LockBit en tête des risques de ransomwares
LockBit est l'opérateur malveillant qui compte le plus grand nombre de victimes mais alors que ses victimes représentaient un tiers du total affiché sur le dark web au cours des trois derniers mois de 2022, sa part ne représentait plus que 17 % au cours des trois derniers mois de 2023. Reste que sa production a presque doublé le nombre total de ses victimes l'année dernière (Ministère britannique de la défense, Boeing, etc.).Le groupe de ransomwares Clop a connu une accalmie pendant la majeure partie de l'année 2022, mais il y a eu une rapide reprise des attaques en 2023 avec l’exploitation des vulnérabilités des logiciels. Pas moins de 1 000 organisations ont été touchées. Parmi les victimes les plus importantes, figurent la BBC, British Airways et l’ex Pôle emploi devenu France Travail.

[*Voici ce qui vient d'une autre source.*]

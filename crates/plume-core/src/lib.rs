//! # plume-core
//!
//! Shared types for the plume chat playground: spell-check findings,
//! chat transcript entries, relay parameters, and the provider error taxonomy.

pub mod chat;
pub mod errors;
pub mod findings;
pub mod ids;

pub use chat::{ApiLimits, ChatMessage, ChatParams, ClampMeta, ParamRange, RelayReply, Role, TokenUsage};
pub use errors::GatewayError;
pub use findings::{EvaluationResult, Finding, GateDecision, Severity};
pub use ids::{CheckId, SessionId};
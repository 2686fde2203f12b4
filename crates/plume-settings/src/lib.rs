//! # plume-settings
//!
//! Settings are loaded from three layers (in priority order):
//! 1. **Compiled defaults**: [`PlumeSettings::default()`]
//! 2. **User file**: `~/.plume/settings.json` (deep-merged over defaults)
//! 3. **Environment variables**: `PORT`, `PLUME_*` overrides (highest priority)
//!
//! The Anthropic API key never lives in the settings file; see
//! [`anthropic_api_key`].

#![deny(unsafe_code)]

pub mod errors;
pub mod loader;
pub mod types;

pub use errors::{Result, SettingsError};
pub use loader::{
    anthropic_api_key, apply_env_overrides, apply_overrides, deep_merge, load_settings,
    load_settings_from_path, settings_path, validate, MAX_AUTO_CONFIRM_DELAY_MS,
};
pub use types::*;
use plume_spellcheck::CheckError;

#[derive(Debug, thiserror::Error)]
pub enum SessionError {
    #[error("nothing to send")]
    EmptyInput,
    #[error("a message is already waiting for the spell-check")]
    Busy,
    #[error("no message is waiting for the spell-check")]
    NothingPending,
    #[error("presets are only available when the panel is unlocked")]
    PanelLocked,
    #[error(transparent)]
    Check(#[from] CheckError),
}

Le groupe Hive était un ransomware as a service RaaS qui s'est attaqué aux secteurs de l'énergie et de la santé. Aprtès l’infiltration du FBI, ce groupe est en décroissance. Il en va de même pour ViceSociety, un groupe pratiquant l’extorsion de données visant principalement les organisations dans le secteur de l'éducation. Il s'est fait connaître en menant une série d'attaques ransomware et extorsion de données fin 2023. ViceSociety vise principalement les organisations dans le secteur de l'éducation. Le groupe s'est fait remarquer par une série d'attaques vers la fin de l'année fin 2022 et début 2023 contre, notamment, la Los Angeles Unified School District, une université de Paris et l'université de Duisbourg-Essen.

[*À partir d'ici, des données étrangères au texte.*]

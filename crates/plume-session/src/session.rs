use std::sync::Arc;

use plume_core::{ChatMessage, SessionId};
use plume_spellcheck::{GateCheck, GateState, SpellCheckGate};
use tokio_util::sync::CancellationToken;
use tracing::{debug, error, info};

use crate::errors::SessionError;
use crate::panel::SettingsPanel;
use crate::relay::Relay;

/// A conversation: every message passes the gate before reaching the relay.
pub struct ChatSession {
    id: SessionId,
    transcript: Vec<ChatMessage>,
    panel: SettingsPanel,
    gate: SpellCheckGate,
    relay: Arc<dyn Relay>,
    pending: Option<GateCheck>,
}

impl ChatSession {
    pub fn new(gate: SpellCheckGate, relay: Arc<dyn Relay>) -> Self {
        Self {
            id: SessionId::new(),
            transcript: Vec::new(),
            panel: SettingsPanel::default(),
            gate,
            relay,
            pending: None,
        }
    }

    pub fn with_panel(mut self, panel: SettingsPanel) -> Self {
        self.panel = panel;
        self
    }

    pub fn id(&self) -> &SessionId {
        &self.id
    }

    pub fn transcript(&self) -> &[ChatMessage] {
        &self.transcript
    }

    pub fn panel(&self) -> &SettingsPanel {
        &self.panel
    }

    pub fn panel_mut(&mut self) -> &mut SettingsPanel {
        &mut self.panel
    }

    pub fn pending(&self) -> Option<&GateCheck> {
        self.pending.as_ref()
    }

    /// Token cancelling the pending check from another task.
    pub fn pending_cancellation_token(&self) -> Option<CancellationToken> {
        self.pending.as_ref().map(GateCheck::cancellation_token)
    }

    /// Open a gate check for the trimmed input. Nothing is sent yet.
    pub fn submit(&mut self, input: &str) -> Result<&GateCheck, SessionError> {
        let text = input.trim();
        if text.is_empty() {
            return Err(SessionError::EmptyInput);
        }
        if self.pending.is_some() {
            return Err(SessionError::Busy);
        }
        let check = self.gate.begin(text)?;
        debug!(session_id = %self.id, check_id = %check.id(), "message submitted to gate");
        Ok(self.pending.insert(check))
    }

    /// Evaluate the pending check. A clear result with auto-confirm is
    /// sent after the delay; a blocked one stays pending until cancelled.
    pub async fn resolve_pending(&mut self) -> Result<GateState, SessionError> {
        let check = self.pending.as_mut().ok_or(SessionError::NothingPending)?;
        let mut state = check.evaluate().await?;

        if state == GateState::Clear && check.auto_confirm_delay().is_some() {
            state = check.await_auto_confirm().await?;
        }

        match state {
            GateState::Confirmed => {
                if let Some(check) = self.pending.take() {
                    self.dispatch(check.text().to_string()).await;
                }
            }
            GateState::Cancelled => self.pending = None,
            GateState::Checking | GateState::Blocked | GateState::Clear => {}
        }
        Ok(state)
    }

    /// Send a clear pending message now. Fails while it has findings.
    pub async fn confirm_pending(&mut self) -> Result<&ChatMessage, SessionError> {
        let check = self.pending.as_mut().ok_or(SessionError::NothingPending)?;
        let text = check.confirm()?.to_string();
        self.pending = None;
        Ok(self.dispatch(text).await)
    }

    /// Drop the pending message and its findings. The relay is not called.
    pub fn cancel_pending(&mut self) -> Result<(), SessionError> {
        let mut check = self.pending.take().ok_or(SessionError::NothingPending)?;
        if !check.state().is_terminal() {
            check.cancel()?;
        }
        debug!(session_id = %self.id, check_id = %check.id(), "pending message cancelled");
        Ok(())
    }

    /// Append the user message, call the relay, append the answer or the
    /// error. Relay failures never touch gate state.
    async fn dispatch(&mut self, text: String) -> &ChatMessage {
        let params = self.panel.params();
        self.transcript.push(ChatMessage::user(text.clone()));

        let entry = match self.relay.send(&text, params).await {
            Ok(reply) => {
                info!(
                    session_id = %self.id,
                    output_tokens = reply.usage.output_tokens,
                    adjusted = reply.meta.adjusted,
                    "reply received"
                );
                ChatMessage::assistant(reply.text)
            }
            Err(e) => {
                error!(session_id = %self.id, error = %e, status = ?e.status(), "relay failed");
                ChatMessage::error(&e.to_string())
            }
        };
        self.transcript.push(entry);
        &self.transcript[self.transcript.len() - 1]
    }
}

impl std::fmt::Debug for ChatSession {
    fn fmt(&self, f: &mut std::fmt::Formatter<'_>) -> std::fmt::Result {
        f.debug_struct("ChatSession")
            .field("id", &self.id)
            .field("messages", &self.transcript.len())
            .field("panel", &self.panel)
            .field("pending", &self.pending)
            .finish()
    }
}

Les menaces à anticiper pour 2024
Parmi les groupes à redouter pour cette année se trouve le groupe 8Base apparu en juin 2023. Son activité s'est accélérée à l'été 2023 avec un volume croissant de victimes, soit plus de 260 victimes. Ses trois principales cibles sont les services commerciaux et professionnels, les biens d'équipement et les services de santé. 8Base utilise des tactiques de double d'extorsion, à savoir le cryptage des données et leur exfiltration suivies de la menace de les divulguer sur son site du dark web.Rhysida a fait on apparition en juin 2023 et compte déjà plus de 75 victimes à son actif. Le groupe s'est distingué par son attaque contre la British Library en mettant hors service le site web et certains services et en menaçant de faire fuiter les données d'un hôpital privé londonien. Rhysida se distingue par le ciblage des organisations du secteur de l'éducation avec 35 % de ses victimes.
Akira serait une nouvelle souche de ransomwares, apparue en mars 2023 et visant les OS Windows et Linux. Le groupe exploite aussi les vulnérabilités connues dans les tunnels VPN pour obtenir un accès initial à sa cible.
Contre toutes ces menaces, rappelons une fois de plus que les sauvegardes restent le dernier parachute d’une organisation attaquée.